A force de coexister avec cet univers magico-religieux, on finit par oublier sa raison malgré soi et croire devient simplement un devoir. La représentation participe du vécu. Ainsi, entre l’imaginaire et le réel, n’existe plus de cloison. Et de ces folies là, on ne sait lesquelles sont porteuses d’espoir ou non? Le drame du fait théâtral en Haïti est qu’il est souvent plus puissant dans les rues que sur les scènes. Le théâtre est partout. Le mot aussi bien que la chose.

 

IV. Laissons les anecdotes!

Du théâtre en Haïti, on en connaît bien, avec une tradition théâtrale de plus de deux siècles. Mais, comme de mon point de vue, Haïti est un pays ségrégué, je dirai qu’il y a deux types de théâtre et vous les décrirai. Ici, je m’aventure dans un terrain plutôt idéologique. Et je tiendrai compte de la réception de ces théâtres-là. (Ceci dit, me mets de côté certaines expériences théâtrales, innovatrices ayant contribué au renforcement du théâtre haïtien. Comme celles de Hervé Denis, de FranckEtienne ou de Syto Cavé.

 

VII. TBCBG

Le Théâtre Bon Chic Bon Genre est un théâtre de perroquet, francophile à dessein, qui se donne dans l’artifice, dans la coquetterie, et surtout dans une savante mondanité.
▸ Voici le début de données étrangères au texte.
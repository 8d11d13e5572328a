//! Test helpers for the organizer API: one-time logging setup and
//! Problem Details assertions that do not depend on backend types.

pub mod logging;
pub mod problem_details;
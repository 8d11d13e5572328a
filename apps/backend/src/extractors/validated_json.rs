use std::ops::{Deref, DerefMut};

use actix_web::dev::Payload;
use actix_web::{FromRequest, HttpRequest};
use bytes::BytesMut;
use futures_util::StreamExt;
use serde::de::DeserializeOwned;
use serde_json::Error as JsonError;
use tracing::{debug, warn};

use crate::error::AppError;
use crate::errors::ErrorCode;

/// Upper bound on accepted JSON bodies.
const MAX_BODY_BYTES: usize = 64 * 1024;

/// JSON body extractor whose failures are Problem Details (`400 BAD_REQUEST`)
/// instead of actix's plain-text errors.
#[derive(Debug)]
pub struct ValidatedJson<T>(pub T);

impl<T> ValidatedJson<T> {
    pub fn into_inner(self) -> T {
        self.0
    }
}

impl<T> Deref for ValidatedJson<T> {
    type Target = T;

    fn deref(&self) -> &Self::Target {
        &self.0
    }
}

impl<T> DerefMut for ValidatedJson<T> {
    fn deref_mut(&mut self) -> &mut Self::Target {
        &mut self.0
    }
}

impl<T> FromRequest for ValidatedJson<T>
where
    T: DeserializeOwned + 'static,
{
    type Error = AppError;
    type Future = std::pin::Pin<Box<dyn std::future::Future<Output = Result<Self, Self::Error>>>>;

    fn from_request(req: &HttpRequest, payload: &mut Payload) -> Self::Future {
        let mut payload = payload.take();

        let content_type = req
            .headers()
            .get("content-type")
            .and_then(|ct| ct.to_str().ok())
            .unwrap_or("")
            .to_string();

        Box::pin(async move {
            let mut body = BytesMut::new();
            while let Some(chunk) = payload.next().await {
                let chunk = chunk.map_err(|e| {
                    warn!(error = %e, "Failed to read request body chunk");
                    AppError::bad_request(ErrorCode::BadRequest, "Failed to read request body")
                })?;
                if body.len() + chunk.len() > MAX_BODY_BYTES {
                    return Err(AppError::bad_request(
                        ErrorCode::BadRequest,
                        format!("Request body exceeds {MAX_BODY_BYTES} bytes"),
                    ));
                }
                body.extend_from_slice(&chunk);
            }

            let parsed = serde_json::from_slice::<T>(&body).map_err(|e| {
                debug!(
                    error = %e,
                    content_type = %content_type,
                    body_size = body.len(),
                    "JSON parsing failed"
                );
                AppError::bad_request(ErrorCode::BadRequest, classify_json_error(&e))
            })?;

            Ok(ValidatedJson(parsed))
        })
    }
}

/// Client-facing description of a JSON failure, without echoing the body.
fn classify_json_error(error: &JsonError) -> String {
    match error.classify() {
        serde_json::error::Category::Syntax => {
            format!("Invalid JSON at line {}", error.line())
        }
        serde_json::error::Category::Eof => "Invalid JSON: unexpected end of input".to_string(),
        serde_json::error::Category::Data => {
            "Invalid JSON: missing or wrong types for one or more fields".to_string()
        }
        serde_json::error::Category::Io => "Invalid JSON: I/O error while reading body".to_string(),
    }
}
use db_infra::{
    bootstrap_schema, connect, resolve_connection, BootstrapPolicy, ConfigLayers,
    ConnectionSettings, PoolPurpose, ResolvedConnection,
};
use migration::Migrator;
use tracing::{info, warn};

use crate::error::AppError;
use crate::infra::schema::EntitySchema;
use crate::state::app_state::AppState;

/// Builder for `AppState` (used by `main` and by tests).
///
/// Startup runs resolve, connect, bootstrap in that order. The bootstrap
/// policy decides whether a database failure stops the process or leaves
/// the service running without a verified schema.
#[derive(Default)]
pub struct StateBuilder {
    layers: Option<ConfigLayers>,
    connection: Option<ResolvedConnection>,
    policy: Option<BootstrapPolicy>,
}

impl StateBuilder {
    pub fn new() -> Self {
        Self::default()
    }

    /// Resolve the connection and pool overrides from these layers.
    pub fn with_layers(mut self, layers: ConfigLayers) -> Self {
        self.layers = Some(layers);
        self
    }

    /// Use this connection instead of resolving one from the layers.
    pub fn with_connection(mut self, connection: ResolvedConnection) -> Self {
        self.connection = Some(connection);
        self
    }

    pub fn with_policy(mut self, policy: BootstrapPolicy) -> Self {
        self.policy = Some(policy);
        self
    }

    pub async fn build(self) -> Result<AppState, AppError> {
        let resolved = match (self.connection, &self.layers) {
            (Some(connection), _) => connection,
            (None, Some(layers)) => resolve_connection(layers),
            (None, None) => return Ok(AppState::without_db()),
        };
        let policy = match (self.policy, &self.layers) {
            (Some(policy), _) => policy,
            (None, Some(layers)) => layers
                .get_parsed::<BootstrapPolicy>("Database:BootstrapPolicy")?
                .unwrap_or_default(),
            (None, None) => BootstrapPolicy::default(),
        };

        let mut settings = ConnectionSettings::for_driver(resolved.driver, PoolPurpose::Runtime);
        if let Some(layers) = &self.layers {
            settings = settings.with_overrides(layers)?;
        }

        info!(
            driver = %resolved.driver,
            source = ?resolved.source,
            ?policy,
            "startup=resolve"
        );

        let conn = match connect(&resolved, &settings).await {
            Ok(conn) => conn,
            Err(e) if policy == BootstrapPolicy::Lenient => {
                warn!(
                    error = %e,
                    "startup=connect failed policy=lenient serving without a database"
                );
                return Ok(AppState::without_db().with_connection(resolved));
            }
            Err(e) => return Err(e.into()),
        };

        let outcome = policy
            .enforce(bootstrap_schema::<Migrator, EntitySchema>(&conn).await)
            .map_err(|e| AppError::db_unavailable(e.to_string()))?;

        Ok(AppState::new(conn)
            .with_connection(resolved)
            .with_bootstrap(outcome))
    }
}

pub fn build_state() -> StateBuilder {
    StateBuilder::new()
}
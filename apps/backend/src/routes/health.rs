use actix_web::{web, HttpResponse};
use migration::get_latest_migration_version;
use serde::Serialize;
use tracing::warn;

use crate::db::require_db;
use crate::error::AppError;
use crate::state::app_state::AppState;

#[derive(Debug, Serialize)]
struct ReadinessResponse {
    database: &'static str,
    driver: Option<String>,
    migrations: String,
}

/// GET /health
///
/// Liveness only; answers while the database is down.
async fn live() -> HttpResponse {
    HttpResponse::Ok().content_type("text/plain").body("ok")
}

/// GET /health/ready
///
/// `200` once the database answers a ping, `503 DB_UNAVAILABLE` otherwise.
async fn ready(app_state: web::Data<AppState>) -> Result<HttpResponse, AppError> {
    let db = require_db(&app_state)?;

    db.ping().await.map_err(|e| {
        warn!(error = %e, "readiness ping failed");
        AppError::db_unavailable("Database did not answer a ping")
    })?;

    let migrations = match get_latest_migration_version(db).await {
        Ok(Some(version)) => version,
        Ok(None) => "none".to_string(),
        Err(_) => "unknown".to_string(),
    };

    Ok(HttpResponse::Ok().json(ReadinessResponse {
        database: "ok",
        driver: app_state.connection().map(|c| c.driver.to_string()),
        migrations,
    }))
}

pub fn configure_routes(cfg: &mut web::ServiceConfig) {
    cfg.route("", web::get().to(live))
        .route("/ready", web::get().to(ready));
}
Ce type de théâtre pourrait se définir comme tentative de divertissement d’une élite socialement et économiquement répugnante. Ce théâtre n’a pas de répertoire précis. Il oscille entre marivaudage et tragi-comédie. Il utilise tous les codes, tous les registres, mais a le don de les pervertir tous, en convertissant tout en faux rire ou en fausse compassion. Socialement et politiquement correct, ce théâtre participe de la ségrégation dont je vous parlais tantôt. Théâtre de lettrés francophones.

Ici et là perce un rire ou coulent quelques gouttes de larmes : mouchoirs et éventails à portée de la main. Ce théâtre reçoit les mêmes clients, qui vivent pour la plupart en haute ville, et qui sont les mêmes dans les restaurants, cercles mondains, salons et plages. La salle de spectacle a une double fonction. Elle rassemble d’une part la solitude des clients; elle exclut d’autre part ceux qui ne sont pas de la bande.

Ce théâtre est l’expression d’une petite bourgeoisie décrépite, incapable de s’inventer une histoire et un projet, esthétique et/ou social.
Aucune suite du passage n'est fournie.